Required action: Beneath this task are records; count the lines among them that contain the word "distmat" and answer with the number only.
═══ Material supplied
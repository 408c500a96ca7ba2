//! Property tests: every decomposition agrees with the serial kernel
//! bit for bit, for any shape, any rank count, and any i32 inputs.

use distmat::{Dims, JobConfig, Matrix, RemainderPolicy, multiply, run_job_with};
use proptest::prelude::*;

/// Shape, rank count, and inputs drawn from the full i32 range so products overflow.
fn job_inputs() -> impl Strategy<Value = (usize, Matrix, Matrix)> {
    (1usize..8, 1usize..6, 1usize..8, 1usize..6).prop_flat_map(|(m, n, k, ranks)| {
        (
            Just(ranks),
            prop::collection::vec(any::<i32>(), m * n),
            prop::collection::vec(any::<i32>(), n * k),
        )
            .prop_map(move |(ranks, a, b)| {
                (
                    ranks,
                    Matrix::from_vec(m, n, a).unwrap(),
                    Matrix::from_vec(n, k, b).unwrap(),
                )
            })
    })
}

fn dims(a: &Matrix, b: &Matrix) -> Dims {
    Dims::new(a.rows(), a.cols(), b.cols()).unwrap()
}

proptest! {
    #![proptest_config(ProptestConfig::with_cases(48))]

    #[test]
    fn round_robin_matches_serial((ranks, a, b) in job_inputs()) {
        let config = JobConfig::new(dims(&a, &b), ranks, distmat::Strategy::RoundRobin).unwrap();
        let report = run_job_with(&config, &a, &b).unwrap();
        prop_assert_eq!(report.result, multiply(&a, &b).unwrap());
    }

    #[test]
    fn row_block_matches_serial_or_refuses((ranks, a, b) in job_inputs()) {
        let config = JobConfig::new(dims(&a, &b), ranks, distmat::Strategy::RowBlock)
            .unwrap()
            .with_remainder(RemainderPolicy::LastRank);

        match run_job_with(&config, &a, &b) {
            Ok(report) => prop_assert_eq!(report.result, multiply(&a, &b).unwrap()),
            Err(e) => {
                prop_assert!(e.is_infeasible());
                prop_assert!(a.rows() < ranks);
            }
        }
    }

    #[test]
    fn timing_stats_are_ordered((ranks, a, b) in job_inputs()) {
        let config = JobConfig::new(dims(&a, &b), ranks, distmat::Strategy::Serial).unwrap();
        let stats = run_job_with(&config, &a, &b).unwrap().stats;
        prop_assert!(stats.min <= stats.avg);
        prop_assert!(stats.avg <= stats.max);
    }
}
══════
Solved exercise: 4